━━━━━ DATA IN THIS EXERCISE ━━━━━

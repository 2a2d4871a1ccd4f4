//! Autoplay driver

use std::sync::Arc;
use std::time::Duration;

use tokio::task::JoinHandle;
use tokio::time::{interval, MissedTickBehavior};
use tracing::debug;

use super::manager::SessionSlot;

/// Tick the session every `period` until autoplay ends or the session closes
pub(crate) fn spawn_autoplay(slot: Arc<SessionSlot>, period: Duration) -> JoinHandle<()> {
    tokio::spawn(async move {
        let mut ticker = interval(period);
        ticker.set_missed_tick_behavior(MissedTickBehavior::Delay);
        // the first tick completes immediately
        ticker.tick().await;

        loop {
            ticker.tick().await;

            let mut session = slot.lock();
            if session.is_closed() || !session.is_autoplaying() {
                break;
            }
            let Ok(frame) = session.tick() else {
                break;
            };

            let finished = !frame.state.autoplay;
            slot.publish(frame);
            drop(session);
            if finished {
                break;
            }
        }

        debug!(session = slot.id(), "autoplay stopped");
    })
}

━━━━━

EXERCISE OBJECTIVE: A single figure is required: the number of lines above in which the word "frame" occurs.

EXERCISE ANSWER: 3